He started the preparations three hours before sunset, but still barely finished before dark stretched through the forest. He hadn’t accounted for the shaking in his hands.
Hadn’t admitted, before the damp breeze laughing through the undergrowth and the last molten thread of the sun unravelling away through the trees, that there was a chance he would be afraid. No worker of any great rite was ever described as being afraid.
Not unless it was a cautionary tale. He had no intention of turning out to be one of those, but did anyone ever actually intend that?
He dabbed the last of the elk’s blood around the circle, as close to perfect as trembling hands and imperfect eyes could make it. He had butchered the creature himself, that was vital, and he had held his breath to shield his uneasy stomach from the reek of its viscera. No one would have written about that, either.

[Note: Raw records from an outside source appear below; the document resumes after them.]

use serde::{Deserialize, Deserializer, Serialize};
use std::collections::BTreeSet;
use std::fmt;
use std::str::FromStr;
use thiserror::Error;

use crate::capabilities::{SubscriptionId, TimerId};
use crate::config::ClientConfig;
use crate::detail::DetailModal;
use crate::upload::UploadForm;
use crate::AppError;

// --- Typed IDs ---

macro_rules! typed_id {
    ($name:ident) => {
        #[derive(Serialize, Deserialize, Clone, Debug, PartialEq, Eq, Hash, PartialOrd, Ord)]
        pub struct $name(pub String);

        impl $name {
            pub fn new(s: impl Into<String>) -> Self {
                Self(s.into())
            }
            #[must_use]
            pub fn as_str(&self) -> &str {
                &self.0
            }
        }

        impl fmt::Display for $name {
            fn fmt(&self, f: &mut fmt::Formatter<'_>) -> fmt::Result {
                f.write_str(&self.0)
            }
        }
    };
}

typed_id!(UserId);

/// Server-assigned report id. The API has sent both integers and strings, so
/// both decode; the canonical form is the string.
#[derive(Serialize, Deserialize, Clone, Debug, PartialEq, Eq, Hash, PartialOrd, Ord)]
#[serde(from = "RawReportId")]
pub struct ReportId(String);

#[derive(Deserialize)]
#[serde(untagged)]
enum RawReportId {
    Number(u64),
    Text(String),
}

impl From<RawReportId> for ReportId {
    fn from(raw: RawReportId) -> Self {
        match raw {
            RawReportId::Number(n) => Self(n.to_string()),
            RawReportId::Text(s) => Self(s),
        }
    }
}

impl ReportId {
    pub fn new(s: impl Into<String>) -> Self {
        Self(s.into())
    }
    #[must_use]
    pub fn as_str(&self) -> &str {
        &self.0
    }
}

impl fmt::Display for ReportId {
    fn fmt(&self, f: &mut fmt::Formatter<'_>) -> fmt::Result {
        f.write_str(&self.0)
    }
}

/// Authenticated user as reported by the identity provider. The bearer token
/// is deliberately absent: it is minted per request and never kept.
#[derive(Serialize, Deserialize, Clone, Debug, PartialEq, Eq)]
pub struct Session {
    pub user_id: UserId,
    #[serde(default)]
    pub display_name: Option<String>,
    #[serde(default)]
    pub email: Option<String>,
    #[serde(default)]
    pub photo_url: Option<String>,
}

#[derive(Serialize, Deserialize, Clone, Copy, Debug, Default, PartialEq, Eq, Hash)]
#[serde(rename_all = "lowercase")]
pub enum ReportType {
    #[serde(alias = "LAB", alias = "Lab")]
    Lab,
    #[serde(alias = "CT", alias = "Ct")]
    Ct,
    #[serde(alias = "MRI", alias = "Mri")]
    Mri,
    #[default]
    #[serde(other)]
    Unknown,
}

impl ReportType {
    /// Wire value for the upload form field.
    #[must_use]
    pub const fn as_str(self) -> &'static str {
        match self {
            Self::Lab => "lab",
            Self::Ct => "ct",
            Self::Mri => "mri",
            Self::Unknown => "unknown",
        }
    }

    #[must_use]
    pub const fn label(self) -> &'static str {
        match self {
            Self::Lab => "Lab",
            Self::Ct => "CT",
            Self::Mri => "MRI",
            Self::Unknown => "Unknown",
        }
    }
}

impl FromStr for ReportType {
    type Err = UnknownReportType;

    fn from_str(s: &str) -> Result<Self, Self::Err> {
        match s.trim().to_ascii_lowercase().as_str() {
            "lab" => Ok(Self::Lab),
            "ct" => Ok(Self::Ct),
            "mri" => Ok(Self::Mri),
            _ => Err(UnknownReportType(s.to_string())),
        }
    }
}

#[derive(Debug, Clone, PartialEq, Eq, Error)]
#[error("unknown report type '{0}'")]
pub struct UnknownReportType(pub String);

impl fmt::Display for ReportType {
    fn fmt(&self, f: &mut fmt::Formatter<'_>) -> fmt::Result {
        f.write_str(self.label())
    }
}

/// One uploaded report as returned by `GET /api/reports/`.
///
/// The file reference arrives under several names depending on which backend
/// revision produced the record; all of them are kept and
/// [`crate::resolver::resolve_file_url`] picks one. Non-string values in those
/// slots are dropped rather than failing the whole list.
#[derive(Serialize, Deserialize, Clone, Debug, PartialEq, Eq)]
pub struct ReportRecord {
    pub id: ReportId,
    #[serde(default, alias = "reportType", deserialize_with = "lenient_report_type")]
    pub report_type: ReportType,
    #[serde(default, alias = "reportDate", deserialize_with = "lenient_string")]
    pub report_date: Option<String>,
    #[serde(default, alias = "createdAt", deserialize_with = "lenient_string")]
    pub created_at: Option<String>,

    #[serde(default, alias = "fileUrl", deserialize_with = "lenient_string")]
    pub file_url: Option<String>,
    #[serde(default, deserialize_with = "lenient_string")]
    pub file: Option<String>,
    #[serde(default, alias = "imageUrl", deserialize_with = "lenient_string")]
    pub image_url: Option<String>,
    #[serde(default, deserialize_with = "lenient_string")]
    pub url: Option<String>,
    /// Server-relative upload path, e.g. `/media/reports/scan.png`.
    #[serde(default, alias = "originalFile", deserialize_with = "lenient_string")]
    pub original_file: Option<String>,

    #[serde(default, alias = "aiSummary", deserialize_with = "lenient_string")]
    pub ai_summary: Option<String>,
    #[serde(default, alias = "firstName", deserialize_with = "lenient_string")]
    pub first_name: Option<String>,
    #[serde(default, alias = "lastName", deserialize_with = "lenient_string")]
    pub last_name: Option<String>,
}

impl ReportRecord {
    pub fn new(id: ReportId, report_type: ReportType) -> Self {
        Self {
            id,
            report_type,
            report_date: None,
            created_at: None,
            file_url: None,
            file: None,
            image_url: None,
            url: None,
            original_file: None,
            ai_summary: None,
            first_name: None,
            last_name: None,
        }
    }

    #[must_use]
    pub fn patient_name(&self) -> Option<String> {
        let parts: Vec<&str> = [self.first_name.as_deref(), self.last_name.as_deref()]
            .into_iter()
            .flatten()
            .map(str::trim)
            .filter(|p| !p.is_empty())
            .collect();
        if parts.is_empty() {
            None
        } else {
            Some(parts.join(" "))
        }
    }
}

fn lenient_string<'de, D>(deserializer: D) -> Result<Option<String>, D::Error>
where
    D: Deserializer<'de>,
{
    let value = Option::<serde_json::Value>::deserialize(deserializer)?;
    Ok(match value {
        Some(serde_json::Value::String(s)) => Some(s),
        _ => None,
    })
}

/// Null, numbers and unrecognised names all become `Unknown`.
fn lenient_report_type<'de, D>(deserializer: D) -> Result<ReportType, D::Error>
where
    D: Deserializer<'de>,
{
    Ok(lenient_string(deserializer)?
        .and_then(|s| s.parse().ok())
        .unwrap_or_default())
}

/// List lifecycle exposed to the UI.
#[derive(Serialize, Deserialize, Clone, Debug, Default, PartialEq, Eq)]
pub enum ListState {
    #[default]
    Idle,
    Loading,
    Loaded(Vec<ReportRecord>),
    Errored(AppError),
}

#[derive(Serialize, Deserialize, Clone, Debug, Default, PartialEq, Eq)]
pub enum Lifecycle {
    #[default]
    Unmounted,
    /// Subscribe sent, provider has not answered yet.
    Mounting,
    Mounted {
        subscription: SubscriptionId,
    },
    TornDown,
}

/// Snapshot copied out of a record when its summary is opened, so the modal
/// keeps showing it even if the list is refetched underneath.
#[derive(Serialize, Deserialize, Clone, Debug, PartialEq, Eq)]
pub struct SummarySelection {
    pub summary: Option<String>,
    pub report_type: ReportType,
    pub report_date: Option<String>,
}

impl From<&ReportRecord> for SummarySelection {
    fn from(record: &ReportRecord) -> Self {
        Self {
            summary: record.ai_summary.clone(),
            report_type: record.report_type,
            report_date: record.report_date.clone(),
        }
    }
}

#[derive(Serialize, Deserialize, Clone, Debug, Default)]
pub struct Model {
    pub config: ClientConfig,
    pub lifecycle: Lifecycle,

    pub session: Option<Session>,
    /// Bumped on every session change. Timers and fetches carry the epoch they
    /// were started under and are dropped when it no longer matches.
    pub session_epoch: u64,
    pub settle_timer: Option<TimerId>,
    pub auth_required: bool,
    pub sign_in_pending: bool,

    pub list: ListState,
    /// Epoch of the fetch currently in flight, if any.
    pub fetch_in_flight: Option<u64>,

    pub delete_confirmation: Option<ReportId>,
    pub deletes_in_flight: BTreeSet<ReportId>,
    /// One-shot message (alert); cleared by `DismissNotice`.
    pub notice: Option<String>,

    pub summary: Option<SummarySelection>,
    pub detail_selection: Option<ReportRecord>,
    pub detail: Option<DetailModal>,
    pub page_scroll_locked: bool,

    pub upload: UploadForm,
}

impl Model {
    #[must_use]
    pub fn is_authenticated(&self) -> bool {
        self.session.is_some()
    }

    #[must_use]
    pub fn is_torn_down(&self) -> bool {
        self.lifecycle == Lifecycle::TornDown
    }

    #[must_use]
    pub fn is_fetching(&self) -> bool {
        self.fetch_in_flight.is_some()
    }

    #[must_use]
    pub fn reports(&self) -> &[ReportRecord] {
        match &self.list {
            ListState::Loaded(reports) => reports,
            _ => &[],
        }
    }

    #[must_use]
    pub fn find_report(&self, id: &ReportId) -> Option<&ReportRecord> {
        self.reports().iter().find(|r| &r.id == id)
    }

    /// Removes a report from a loaded list. Returns false when the list is not
    /// loaded or the id is absent.
    pub fn remove_report(&mut self, id: &ReportId) -> bool {
        match &mut self.list {
            ListState::Loaded(reports) => {
                let before = reports.len();
                reports.retain(|r| &r.id != id);
                reports.len() != before
            }
            _ => false,
        }
    }

    pub fn set_notice(&mut self, message: impl Into<String>) {
        self.notice = Some(message.into());
    }
}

He would have to get used to raw and bloody things. Gods, what if he turned out to hate it? There would be no going back. This was his life he was laying down in the centre of the circle, flat on his back, swirling the last of that blood into the gaps of the runes he’d already drawn, charcoal and forget-me-not sketched across every inch of his naked flesh.
Every jut and bramble of the undergrowth poked into his naked back. The breeze blew goosebumps across his stomach and painted thighs. None of the great practitioners were ever described as feeling small, so much smaller, all at once, than what they were preparing to do. The sky was still as much evening rose as deepening blue, beautiful through gaps in the canopy, and he could still have escaped it all, maybe. Wiped off as much of the runework as he could and run naked through the forest for hearth and home.
And washed and dressed himself and stared out the window at the moon in shame. No, he had made up his mind. Maybe what made a great practitioner was doing the work alone and keeping their doubts to themselves, so no one would ever know they had shaken.
Maybe he could still be remembered that way. He closed his eyes on the hopeful crash of colour still overhead and waited to hear the wolves.